My old boss from UW Madison, Joel Rogers, and Richard Freeman propose a new approach to an old form of Union organizing. In the early days of American Labor, union membership was offered to any “wage worker”. You didn’t have to be an employee of a shop with a union contract. Union members may not had been covered by a barganing agreement, but they had access to the union’s other services. Joel proposes Labor return to that model, and use the Internet to deliver services, and connect union members in what they call “minority unions” at shops that don’t have a recognized union or contract.
Under open-source unionism, by contrast, unions would welcome members even before they achieved majority status, and stick with them as they fought for it–maybe for a very long time. These “pre-majority” workers would presumably pay reduced dues in the absence of the benefits of collective bargaining, but would otherwise be normal union members. They would gain some of the bread-and-butter benefits of traditional unionism–advice and support on their legal rights, bargaining over wages and working conditions if feasible, protection of pension holdings, political representation, career guidance, access to training and so on. And even in minority positions, they might gain a collective contract for union members, or grow to the point of being able to force a wall-to-wall agreement for all workers in the unit. But under OSU, such an agreement, which is traditionally the singular goal of organizing, would not be the defining criterion for achieving or losing membership. Joining the labor movement would be something you did for a long time, not just an organizational relationship you entered into with a third party upon taking some particular job, to expire when that job expired or changed.

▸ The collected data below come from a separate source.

//! Cached metadata about listened targets.

use super::query::Target;
use crate::types::{ListenSequenceNumber, SnapshotVersion, TargetId};
use driftdb_codec::ByteString;
use serde::{Deserialize, Serialize};

/// Why a target is being listened to.
#[derive(Debug, Clone, Copy, PartialEq, Eq, Hash, Serialize, Deserialize)]
pub enum TargetPurpose {
    /// A user listen.
    Listen,
    /// Re-listen after the server reported an existence filter mismatch.
    ExistenceFilterMismatch,
    /// Resolving whether a limbo document still exists.
    LimboResolution,
}

/// Everything the cache knows about one target.
#[derive(Debug, Clone, PartialEq, Eq, Serialize, Deserialize)]
pub struct TargetData {
    /// The watched target.
    pub target: Target,
    /// Local id.
    pub target_id: TargetId,
    /// Purpose of the listen.
    pub purpose: TargetPurpose,
    /// Sequence number of the last use, for LRU ordering.
    pub sequence_number: ListenSequenceNumber,
    /// Version of the last snapshot the target was consistent at.
    pub snapshot_version: SnapshotVersion,
    /// Version at which the target last had no limbo documents.
    pub last_limbo_free_snapshot_version: SnapshotVersion,
    /// Opaque token to resume the listen from `snapshot_version`.
    pub resume_token: ByteString,
}

impl TargetData {
    /// Creates metadata for a freshly allocated target.
    #[must_use]
    pub fn new(
        target: Target,
        target_id: TargetId,
        purpose: TargetPurpose,
        sequence_number: ListenSequenceNumber,
    ) -> Self {
        Self {
            target,
            target_id,
            purpose,
            sequence_number,
            snapshot_version: SnapshotVersion::MIN,
            last_limbo_free_snapshot_version: SnapshotVersion::MIN,
            resume_token: ByteString::EMPTY,
        }
    }

    /// Returns a copy with a new sequence number.
    #[must_use]
    pub fn with_sequence_number(&self, sequence_number: ListenSequenceNumber) -> Self {
        Self {
            sequence_number,
            ..self.clone()
        }
    }

    /// Returns a copy with a new resume token and snapshot version.
    #[must_use]
    pub fn with_resume_token(&self, resume_token: ByteString, snapshot_version: SnapshotVersion) -> Self {
        Self {
            resume_token,
            snapshot_version,
            ..self.clone()
        }
    }

    /// Returns a copy with a new last limbo-free snapshot version.
    #[must_use]
    pub fn with_last_limbo_free_snapshot_version(&self, version: SnapshotVersion) -> Self {
        Self {
            last_limbo_free_snapshot_version: version,
            ..self.clone()
        }
    }
}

I like this idea because it moves unions from thinking just about one contract, they have to take a broader view, and that keeps management from trying to game labor relations by pitting local against local. It also enables unions to function in one of their original goals, a non-governmental organization dedicated to the welfare of working people, and who can take on roles which the government has been trying, not very effectively, to do such as job training.
Joel needs to work on how governance in this system’s going to work, there’s a risk of a two-tiered system separating people with and without barganing agreements. And democratic accountablity and control is essential: you don’t want to create another Teamsters (the Republican attack on the reformers was bad enough).
I bet ESR is gonna winge about this. <grin/> How dare people cooperate on something other than Linux!